Give every line of the records exactly, please, from the first up to and including the one containing "used as verifiable".

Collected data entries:
==========
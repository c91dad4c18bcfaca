use serde::Serialize;

/// A verifiable credential: a signed token string wrapping the requested
/// claims. Not stored; validity is re-checked on demand.
#[derive(Debug, Clone, Serialize)]
pub struct Credential {
    /// The signed token.
    pub token: String,
}
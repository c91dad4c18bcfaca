//! dlt4eu Token Engine
//!
//! Issues and validates the signed tokens (JWTs) used as verifiable
//! credentials and API access credentials. Tokens are signed with named
//! Ed25519 keys (EdDSA); the key name travels in the `kid` header and the
//! credential content type in `cty`.

pub mod claims;
pub mod error;
pub mod generator;
pub mod params;

pub use claims::Claims;
pub use error::TokenError;
pub use generator::{Expect, TokenGenerator};
pub use params::{parse_duration, TokenParameters};

pub use jsonwebtoken::Algorithm;
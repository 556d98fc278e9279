use thiserror::Error;

/// Uniform failure for Slack Web API calls.
///
/// Carries the capability that failed ("list channels", "add reaction", ...)
/// and the underlying remote or transport message. Calls are never retried;
/// the caller decides how to surface the failure.
#[derive(Debug, Clone, Error)]
#[error("Failed to {capability}: {message}")]
pub struct GatewayError {
    capability: &'static str,
    message: String,
}

impl GatewayError {
    pub(crate) fn new(capability: &'static str, message: impl Into<String>) -> Self {
        Self {
            capability,
            message: message.into(),
        }
    }

    pub fn capability(&self) -> &'static str {
        self.capability
    }

    pub fn message(&self) -> &str {
        &self.message
    }
}
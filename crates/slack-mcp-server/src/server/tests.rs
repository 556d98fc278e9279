use httpmock::prelude::*;
use rmcp::handler::server::wrapper::Parameters;
use rmcp::model::CallToolResult;
use serde_json::{json, Value};
use slack_gateway::SlackGateway;

use super::{
    GetChannelInfoParams, ListChannelsParams, ListMessagesParams, ListUsersParams, ReactionParams,
    SearchMessagesParams, SlackMcpServer, SortDirectionParam, SortFieldParam,
};

fn test_server(mock: &MockServer) -> SlackMcpServer {
    let gateway = SlackGateway::with_api_base(&mock.base_url(), "xoxb-test", None)
        .expect("gateway for mock server");
    SlackMcpServer::new(gateway)
}

fn envelope_of(result: &CallToolResult) -> Value {
    let raw = serde_json::to_value(result).expect("serialize tool result");
    let text = raw["content"][0]["text"].as_str().expect("text content");
    serde_json::from_str(text).expect("json envelope")
}

#[tokio::test]
async fn integration_list_messages_reports_pagination_in_envelope() {
    let mock = MockServer::start();
    let history = mock.mock(|when, then| {
        when.method(GET)
            .path("/conversations.history")
            .query_param("channel", "C123")
            .query_param("limit", "2");
        then.status(200).json_body(json!({
            "ok": true,
            "messages": [
                {"type": "message", "ts": "1700000000.000100", "text": "first", "user": "U1"},
                {"type": "message", "ts": "1700000001.000200", "text": "second", "user": "U2"}
            ],
            "has_more": true,
            "response_metadata": {"next_cursor": "cursor-from-slack"}
        }));
    });
    let replies = mock.mock(|when, then| {
        when.method(GET).path("/conversations.replies");
        then.status(200).json_body(json!({"ok": true, "messages": []}));
    });

    let server = test_server(&mock);
    let result = server
        .slack_list_messages(Parameters(ListMessagesParams {
            channel: "C123".to_string(),
            thread_ts: None,
            limit: 2,
            cursor: None,
            oldest: None,
            latest: None,
            inclusive: false,
            include_all_metadata: false,
        }))
        .await
        .expect("tool result");

    let envelope = envelope_of(&result);
    assert_eq!(envelope["success"], true);
    assert_eq!(envelope["total"], 2);
    assert_eq!(envelope["has_more"], true);
    assert_eq!(envelope["next_cursor"], "cursor-from-slack");
    assert_eq!(envelope["messages"][0]["ts"], "1700000000.000100");
    assert_eq!(
        envelope["messages"][0]["timestamp"],
        "2023-11-14T22:13:20.000Z"
    );
    history.assert();
    assert_eq!(replies.calls(), 0);
}

#[tokio::test]
async fn integration_list_messages_with_thread_ts_reads_replies() {
    let mock = MockServer::start();
    let replies = mock.mock(|when, then| {
        when.method(GET)
            .path("/conversations.replies")
            .query_param("channel", "C123")
            .query_param("ts", "1700000000.000100");
        then.status(200).json_body(json!({
            "ok": true,
            "messages": [
                {"type": "message", "ts": "1700000000.000100", "text": "root", "user": "U1"},
                {"type": "message", "ts": "1700000050.000000", "text": "reply", "user": "U2"}
            ],
            "has_more": false
        }));
    });

    let server = test_server(&mock);
    let result = server
        .slack_list_messages(Parameters(ListMessagesParams {
            channel: "C123".to_string(),
            thread_ts: Some("1700000000.000100".to_string()),
            limit: 100,
            cursor: None,
            oldest: None,
            latest: None,
            inclusive: false,
            include_all_metadata: false,
        }))
        .await
        .expect("tool result");

    let envelope = envelope_of(&result);
    assert_eq!(envelope["success"], true);
    assert_eq!(envelope["total"], 2);
    assert_eq!(envelope["messages"][1]["text"], "reply");
    replies.assert();
}

#[tokio::test]
async fn functional_list_channels_failure_keeps_tool_result_shape() {
    let mock = MockServer::start();
    mock.mock(|when, then| {
        when.method(GET).path("/conversations.list");
        then.status(200)
            .json_body(json!({"ok": false, "error": "invalid_auth"}));
    });

    let server = test_server(&mock);
    let result = server
        .slack_list_channels(Parameters(ListChannelsParams {
            exclude_archived: true,
            types: "public_channel,private_channel".to_string(),
            limit: 100,
            cursor: None,
        }))
        .await
        .expect("tool result");

    let envelope = envelope_of(&result);
    assert_eq!(envelope["success"], false);
    assert_eq!(envelope["error"], "Failed to list channels: invalid_auth");
}

#[tokio::test]
async fn functional_get_channel_info_absent_reports_not_found() {
    let mock = MockServer::start();
    mock.mock(|when, then| {
        when.method(GET).path("/conversations.info");
        then.status(200)
            .json_body(json!({"ok": false, "error": "channel_not_found"}));
    });

    let server = test_server(&mock);
    let result = server
        .slack_get_channel_info(Parameters(GetChannelInfoParams {
            channel: "C404".to_string(),
        }))
        .await
        .expect("tool result");

    let envelope = envelope_of(&result);
    assert_eq!(envelope["success"], false);
    assert_eq!(envelope["error"], "Channel not found");
}

#[tokio::test]
async fn functional_list_users_filters_deleted_but_counts_raw_page() {
    let mock = MockServer::start();
    mock.mock(|when, then| {
        when.method(GET).path("/users.list");
        then.status(200).json_body(json!({
            "ok": true,
            "members": [
                {"id": "U1", "name": "ada", "deleted": false, "profile": {}},
                {"id": "U2", "name": "ghost", "deleted": true, "profile": {}}
            ],
            "response_metadata": {"next_cursor": ""}
        }));
    });

    let server = test_server(&mock);
    let result = server
        .slack_list_users(Parameters(ListUsersParams {
            limit: 100,
            cursor: None,
            include_locale: false,
        }))
        .await
        .expect("tool result");

    let envelope = envelope_of(&result);
    assert_eq!(envelope["success"], true);
    assert_eq!(envelope["total"], 2);
    let users = envelope["users"].as_array().expect("users array");
    assert_eq!(users.len(), 1);
    assert_eq!(users[0]["id"], "U1");
}

#[tokio::test]
async fn functional_search_messages_envelope_carries_paging_counts() {
    let mock = MockServer::start();
    let search = mock.mock(|when, then| {
        when.method(GET)
            .path("/search.messages")
            .query_param("query", "deploy")
            .query_param("sort", "timestamp")
            .query_param("sort_dir", "asc");
        then.status(200).json_body(json!({
            "ok": true,
            "messages": {
                "total": 1,
                "matches": [{
                    "channel": {"id": "C1", "name": "general"},
                    "ts": "1700000000.000100",
                    "text": "deploy finished",
                    "user": "U1"
                }],
                "paging": {"count": 20, "total": 1, "page": 1, "pages": 1}
            }
        }));
    });

    let server = test_server(&mock);
    let result = server
        .slack_search_messages(Parameters(SearchMessagesParams {
            query: "deploy".to_string(),
            count: 20,
            page: 1,
            highlight: true,
            sort: SortFieldParam::Timestamp,
            sort_dir: SortDirectionParam::Asc,
        }))
        .await
        .expect("tool result");

    let envelope = envelope_of(&result);
    assert_eq!(envelope["success"], true);
    assert_eq!(envelope["total"], 1);
    assert_eq!(envelope["pages"], 1);
    assert_eq!(envelope["messages"][0]["channel"]["name"], "general");
    assert_eq!(envelope["messages"][0]["message"]["ts"], "1700000000.000100");
    search.assert();
}

#[tokio::test]
async fn integration_add_reaction_is_idempotent_at_the_tool_surface() {
    let mock = MockServer::start();
    let add = mock.mock(|when, then| {
        when.method(POST).path("/reactions.add");
        then.status(200)
            .json_body(json!({"ok": false, "error": "already_reacted"}));
    });

    let server = test_server(&mock);
    for _ in 0..2 {
        let result = server
            .slack_add_reaction(Parameters(ReactionParams {
                channel: "C123".to_string(),
                timestamp: "1700000000.000100".to_string(),
                name: "thumbsup".to_string(),
            }))
            .await
            .expect("tool result");
        let envelope = envelope_of(&result);
        assert_eq!(envelope["success"], true);
        assert_eq!(envelope["message"], "Reaction added successfully");
    }
    assert_eq!(add.calls(), 2);
}

#[tokio::test]
async fn functional_remove_reaction_propagates_real_failures() {
    let mock = MockServer::start();
    mock.mock(|when, then| {
        when.method(POST).path("/reactions.remove");
        then.status(200)
            .json_body(json!({"ok": false, "error": "message_not_found"}));
    });

    let server = test_server(&mock);
    let result = server
        .slack_remove_reaction(Parameters(ReactionParams {
            channel: "C123".to_string(),
            timestamp: "1700000000.000100".to_string(),
            name: "thumbsup".to_string(),
        }))
        .await
        .expect("tool result");

    let envelope = envelope_of(&result);
    assert_eq!(envelope["success"], false);
    assert_eq!(
        envelope["error"],
        "Failed to remove reaction: message_not_found"
    );
}

#[test]
fn unit_get_info_advertises_all_three_surfaces() {
    let info_capabilities = {
        let gateway = SlackGateway::with_api_base("http://127.0.0.1:1", "xoxb-test", None)
            .expect("gateway");
        let server = SlackMcpServer::new(gateway);
        rmcp::ServerHandler::get_info(&server).capabilities
    };
    assert!(info_capabilities.tools.is_some());
    assert!(info_capabilities.resources.is_some());
    assert!(info_capabilities.prompts.is_some());
}
#[derive(Debug, Deserialize, schemars::JsonSchema)]
pub struct ListThreadsParams {
    /// Channel ID (e.g., C1234567890)
    pub channel: String,
    /// Maximum number of history messages to scan (default: 100)
    #[serde(default = "default_page_limit")]
    pub limit: u32,
    /// Pagination cursor from a previous response
    #[serde(default)]
    pub cursor: Option<String>,
    /// Only threads rooted after this Slack timestamp
    #[serde(default)]
    pub oldest: Option<String>,
    /// Only threads rooted before this Slack timestamp
    #[serde(default)]
    pub latest: Option<String>,
}

/// Sort key for search results.
#[derive(Debug, Clone, Copy, Deserialize, Serialize, schemars::JsonSchema)]
#[serde(rename_all = "snake_case")]
pub enum SortFieldParam {
    Score,
    Timestamp,
}

/// Sort direction for search results.
#[derive(Debug, Clone, Copy, Deserialize, Serialize, schemars::JsonSchema)]
#[serde(rename_all = "snake_case")]
pub enum SortDirectionParam {
    Asc,
    Desc,
}

#[derive(Debug, Deserialize, schemars::JsonSchema)]
pub struct SearchMessagesParams {
    /// Search query; supports Slack modifiers like in:, from:, after:
    pub query: String,
    /// Number of results per page (default: 20)
    #[serde(default = "default_search_count")]
    pub count: u32,
    /// Page number, 1-based (default: 1)
    #[serde(default = "default_page_number")]
    pub page: u32,
    /// Wrap matched terms in highlight markers (default: true)
    #[serde(default = "default_true")]
    pub highlight: bool,
    /// Sort by relevance score or message timestamp (default: score)
    #[serde(default = "default_sort_field")]
    pub sort: SortFieldParam,
    /// Sort direction (default: desc)
    #[serde(default = "default_sort_direction")]
    pub sort_dir: SortDirectionParam,
}

#[derive(Debug, Deserialize, schemars::JsonSchema)]
pub struct GetUserInfoParams {
    /// User ID (e.g., U1234567890)
    pub user: String,
}

#[derive(Debug, Deserialize, schemars::JsonSchema)]
pub struct GetChannelInfoParams {
    /// Channel ID (e.g., C1234567890)
    pub channel: String,
}

#[derive(Debug, Deserialize, schemars::JsonSchema)]
pub struct ListUsersParams {
    /// Maximum number of users to return per page (default: 100)
    #[serde(default = "default_page_limit")]
    pub limit: u32,
    /// Pagination cursor from a previous response
    #[serde(default)]
    pub cursor: Option<String>,
    /// Include locale information for each user
    #[serde(default)]
    pub include_locale: bool,
}

#[derive(Debug, Deserialize, schemars::JsonSchema)]
pub struct ListBookmarksParams {
    /// Channel ID to read bookmarks from
    pub channel: String,
}

#[derive(Debug, Deserialize, schemars::JsonSchema)]
pub struct ListFilesParams {
    /// Restrict to files in this channel
    #[serde(default)]
    pub channel: Option<String>,
    /// Restrict to files uploaded by this user
    #[serde(default)]
    pub user: Option<String>,
    /// Only files created after this timestamp
    #[serde(default)]
    pub ts_from: Option<String>,
    /// Only files created before this timestamp
    #[serde(default)]
    pub ts_to: Option<String>,
    /// Comma-separated file types (e.g., images, pdfs, zips)
    #[serde(default)]
    pub types: Option<String>,
    /// Number of files per page (default: 20)
    #[serde(default = "default_search_count")]
    pub count: u32,
    /// Page number, 1-based (default: 1)
    #[serde(default = "default_page_number")]
    pub page: u32,
}

#[derive(Debug, Deserialize, schemars::JsonSchema)]
pub struct ReactionParams {
    /// Channel ID containing the message
    pub channel: String,
    /// Timestamp of the message to react to
    pub timestamp: String,
    /// Emoji name without colons (e.g., thumbsup)
    pub name: String,
}

/// The MCP server: one shared gateway behind the tool, resource, and prompt
/// surfaces.
#[derive(Clone)]
pub struct SlackMcpServer {
    gateway: Arc<SlackGateway>,
    tool_router: ToolRouter<Self>,
}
==========
**Response to this task**.
repository c91dad4c18bcfaca
use serde::Serialize;

/// A verifiable credential: a signed token string wrapping the requested
/// claims. Not stored; validity is re-checked on demand.
#[derive(Debug, Clone, Serialize)]
pub struct Credential {
    /// The signed token.
    pub token: String,
}
repository c91dad4c18bcfaca
//! dlt4eu Token Engine
//!
//! Issues and validates the signed tokens (JWTs) used as verifiable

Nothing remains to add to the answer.